While optimal peridialysis BP has not been demonstrated in any trial data, Observation data suggests worse outcomes with lower BP, typically <= 120sys, and best outcomes in the 140-160 range

Despite the ambiguity, is worthwhile treating hypertension in patients on dialysis, as meta analysis suggests a reduction in all-cause mortality.

This KDIGO summary is excellent summary of the state of the field

Measurement

  • Ambulatory – gold standard.
  • Home BP: encourage home monitoring of BP, more accurate and reproducible than peri dialysis measurements, and more achievable than ambulatory readings. 1-2 weeks, twice a day capturing the non-dialytic days.
  • Well performed, non-dialysis day measurements in clinic are next most useful.
  • Peridialysis BP: useful for monitoring tolerance to HD, uncertain how well these readings represent average BP.

Note: Leg BP are about 17 mmhg higher systolic, and a threshold of 155/90 is reasonable for the diagnosis of HTN. Consider that PVD will lower leg pressures, and heavily calcified vessels may obscure things further. In such patients, BP trends may be more useful than absolute readings, but the interpretation is challenging.

Treatment

First ensure dry weight is achieved, and if any uncertainty, discuss with patient and nursing staff and trial a reduction in weight if safe to do so.

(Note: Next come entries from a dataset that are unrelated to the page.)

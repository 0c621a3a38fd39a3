//! Chunked fan-out combinator shared by the batch runner and the dispatcher.
//!
//! `fan_out` splits an ordered list into consecutive chunks of at most `limit`
//! items, hands each chunk to an executor strategy, awaits it, and
//! concatenates the per-chunk outputs in order. Chunks run strictly one after
//! another, so at most `limit` items are in flight at any time. The strategy
//! decides how a chunk executes: concurrently on the calling task, on the
//! blocking pool, or by submitting it to a cluster and gathering.

use std::future::Future;
use std::time::Instant;

use tracing::debug;

use crate::error::{FanOutError, Result};

/// One slice of the input handed to an executor strategy.
#[derive(Debug)]
pub struct Chunk<I> {
    /// Position of this chunk among all chunks.
    pub index: usize,
    /// Position of the chunk's first item in the full input.
    pub offset: usize,
    pub items: Vec<I>,
}

impl<I> Chunk<I> {
    pub fn len(&self) -> usize {
        self.items.len()
    }

    pub fn is_empty(&self) -> bool {
        self.items.is_empty()
    }

    /// Items paired with their index in the full input.
    pub fn into_indexed(self) -> impl Iterator<Item = (usize, I)> {
        let offset = self.offset;
        self.items
            .into_iter()
            .enumerate()
            .map(move |(i, item)| (offset + i, item))
    }
}

/// Runs `items` through `execute_chunk` in consecutive chunks of `limit`.
///
/// The first chunk error aborts the run; chunks after it never start and
/// outputs of chunks before it are dropped.
///
/// # Errors
///
/// Returns `FanOutError::Configuration` if `limit` is zero, otherwise the
/// first error returned by `execute_chunk`.
pub async fn fan_out<I, T, F, Fut>(
    items: Vec<I>,
    limit: usize,
    mut execute_chunk: F,
) -> Result<Vec<T>>
where
    F: FnMut(Chunk<I>) -> Fut,
    Fut: Future<Output = Result<Vec<T>>>,
{
    if limit == 0 {
        return Err(FanOutError::Configuration(
            "concurrency limit must be greater than 0".to_string(),
        ));
    }

    let total = items.len();
    let mut results = Vec::with_capacity(total);
    let mut remaining = items.into_iter();
    let mut index = 0;
    let mut offset = 0;

    loop {
        let chunk_items: Vec<I> = remaining.by_ref().take(limit).collect();
        if chunk_items.is_empty() {
            break;
        }
        let size = chunk_items.len();
        let started = Instant::now();

        let outputs = execute_chunk(Chunk {
            index,
            offset,
            items: chunk_items,
        })
        .await?;
        debug_assert_eq!(outputs.len(), size, "executor returned a short chunk");

        debug!(
            chunk = index,
            size = size,
            duration_ms = started.elapsed().as_millis() as u64,
            "Chunk completed"
        );

        results.extend(outputs);
        index += 1;
        offset += size;
    }

    Ok(results)
}

#[cfg(test)]
mod tests {
    use super::*;
    use std::sync::Mutex;

    #[tokio::test]
    async fn test_chunks_are_sized_by_limit() {
        let sizes = Mutex::new(Vec::new());
        let out = fan_out((0..10usize).collect(), 3, |chunk| {
            sizes.lock().unwrap().push(chunk.len());
            async move {
                Ok::<_, FanOutError>(chunk.into_indexed().map(|(i, v)| (i, v * 2)).collect())
            }
        })
        .await
        .unwrap();

        assert_eq!(*sizes.lock().unwrap(), vec![3, 3, 3, 1]);
        assert_eq!(out.len(), 10);
        for (i, (index, doubled)) in out.into_iter().enumerate() {
            assert_eq!(index, i);
            assert_eq!(doubled, i * 2);
        }
    }

    #[tokio::test]
    async fn test_empty_input_schedules_nothing() {
        let mut calls = 0;
        let out: Vec<u8> = fan_out(Vec::<u8>::new(), 4, |chunk| {
            calls += 1;
            async move { Ok::<_, FanOutError>(chunk.items) }
        })
        .await
        .unwrap();
        assert!(out.is_empty());
        assert_eq!(calls, 0);
    }

    #[tokio::test]
    async fn test_zero_limit_is_rejected() {
        let err = fan_out(vec![1], 0, |chunk| async move { Ok::<_, FanOutError>(chunk.items) })
            .await
            .unwrap_err();
        assert!(err.is_configuration());
    }

    #[tokio::test]
    async fn test_failing_chunk_stops_later_chunks() {
        let mut seen = Vec::new();
        let err = fan_out((0..9).collect::<Vec<usize>>(), 3, |chunk| {
            seen.push(chunk.index);
            let index = chunk.index;
            async move {
                if index == 1 {
                    Err(FanOutError::unit_failure(chunk.offset, "bad chunk"))
                } else {
                    Ok(chunk.items)
                }
            }
        })
        .await
        .unwrap_err();

        assert_eq!(seen, vec![0, 1]);
        assert!(matches!(err, FanOutError::WorkUnitFailure { index: 3, .. }));
    }
}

Secondly, revisit dry weight again, and convince yourself again that you have indeed explored this and are satisfied the patient is at the optimal weight.

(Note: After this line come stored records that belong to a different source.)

//! Ships groups to the cluster and flattens their results.

use std::sync::Arc;
use std::time::Instant;

use tracing::{debug, info, warn};
use uuid::Uuid;

use crate::error::{FanOutError, Result};
use crate::executor::{drive, fan_out, BatchOptions, BatchRunner, WorkUnit};
use crate::metrics::MetricsCollector;

use super::partition::{partition, WorkGroup, DEFAULT_WORKER_COUNT};
use super::scheduler::ClusterScheduler;

/// Parameters of one dispatch.
#[derive(Debug, Clone, Copy, PartialEq, Eq)]
pub struct DispatchOptions {
    /// Number of groups the work list is split into.
    pub worker_count: usize,
    /// Options each group's batch run uses.
    pub batch: BatchOptions,
}

impl Default for DispatchOptions {
    fn default() -> Self {
        Self {
            worker_count: DEFAULT_WORKER_COUNT,
            batch: BatchOptions::default(),
        }
    }
}

impl DispatchOptions {
    pub fn new(worker_count: usize, batch: BatchOptions) -> Self {
        Self {
            worker_count,
            batch,
        }
    }

    pub fn validate(&self) -> Result<()> {
        if self.worker_count == 0 {
            return Err(FanOutError::Configuration(
                "worker_count must be greater than 0".to_string(),
            ));
        }
        self.batch.validate()
    }
}

/// Fans a work list out over a cluster, one group per worker.
pub struct RemoteDispatcher<C> {
    cluster: Arc<C>,
    runner: BatchRunner,
    metrics: MetricsCollector,
}

impl<C: ClusterScheduler> RemoteDispatcher<C> {
    pub fn new(cluster: Arc<C>, runner: BatchRunner) -> Self {
        Self {
            cluster,
            runner,
            metrics: MetricsCollector::new(),
        }
    }

    pub fn cluster(&self) -> &Arc<C> {
        &self.cluster
    }

    /// Partitions `units`, runs every group on the cluster and returns all
    /// results in input order.
    ///
    /// # Errors
    ///
    /// `Configuration` before any work starts; otherwise the first failure
    /// in group order once every group has finished.
    pub async fn dispatch<T: Send + 'static>(
        &self,
        units: Vec<WorkUnit<T>>,
        options: &DispatchOptions,
    ) -> Result<Vec<T>> {
        options.validate()?;
        if units.is_empty() {
            return Ok(Vec::new());
        }

        let dispatch_id = Uuid::new_v4();
        let total = units.len();
        let started = Instant::now();

        let groups = partition(units, options.worker_count, &self.runner, &options.batch)?;
        info!(
            dispatch_id = %dispatch_id,
            units = total,
            groups = groups.len(),
            cluster = %self.cluster.address(),
            "Dispatching work to cluster"
        );

        let result = self
            .gather_groups(groups, options.worker_count)
            .await
            .map(|per_group| per_group.into_iter().flatten().collect::<Vec<T>>());

        let elapsed = started.elapsed();
        self.metrics.record_run("dispatch", elapsed.as_secs_f64());

        match &result {
            Ok(results) => info!(
                dispatch_id = %dispatch_id,
                results = results.len(),
                duration_ms = elapsed.as_millis() as u64,
                "Dispatch completed"
            ),
            Err(e) => warn!(dispatch_id = %dispatch_id, error = %e, "Dispatch failed"),
        }

        result
    }

    /// Synchronous form of [`RemoteDispatcher::dispatch`].
    ///
    /// # Errors
    ///
    /// Same as `dispatch`, plus `Runtime` when called from a current-thread
    /// runtime.
    pub fn dispatch_blocking<T: Send + 'static>(
        &self,
        units: Vec<WorkUnit<T>>,
        options: &DispatchOptions,
    ) -> Result<Vec<T>> {
        drive(self.dispatch(units, options))?
    }

    /// Submits already-built groups and gathers their results in group order.
    pub async fn submit_all<T: Send + 'static>(
        &self,
        groups: Vec<WorkGroup<T>>,
    ) -> Result<Vec<Vec<T>>> {
        self.gather_groups(groups, self.cluster.worker_count()).await
    }

    async fn gather_groups<T: Send + 'static>(
        &self,
        groups: Vec<WorkGroup<T>>,
        limit: usize,
    ) -> Result<Vec<Vec<T>>> {
        let cluster = &self.cluster;

        fan_out(groups, limit, |chunk| async move {
            let handles = chunk
                .items
                .into_iter()
                .map(|group| cluster.submit(group))
                .collect::<Result<Vec<_>>>()?;
            debug!(chunk = chunk.index, groups = handles.len(), "Groups submitted");

            cluster.gather(handles).await
        })
        .await
    }
}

Its reasonable to choose antihypertensive medications as you would in non-dialysis patients, with the following notes.

The evidence surrounding the efficacy of dialysable anti-hypertensives versus non dialysable agents is mixed. Its reasonable to avoid non-dialysable agents in patients with intradialytic hypotension. In stable patients, non dialysable agents may provide more predictable and homogenous cover.

  • ACEi/ARB: May reduce LB mass, may preserve PD patients residual function. Mixed CV outcome data.
  • Bblocker: Less CV death with atenolol vs lisinopril, and less death with carvediolol vs placebo in dilated CM on RAS blockade already.
  • CCB: Less CV death – Amlodipine vs placebo
  • Diuretics: if residual urine output may help
  • MRA: Probably better CV outcomes, ongoing trials.

Despite being common practice, its currently unknown and under investigation whether adjusting timings of medications around dialysis or holding on dialysis days help avoid hypotensive episodes.

It may not matter which any hypertensive agents are used but it is interesting to note that trial data suggested atenolol was superior to lisinopril, and spironolactone and telmisartan ,in addition to ACEi have demonstrated reduced mortality. While dual blockade may upset the faint of heart, note this is different population to VA NEPHRON-D who were proteinuric diabetic nephropathy patients with eGFR >30, not on RRT. Id avoid dual blockade thanks.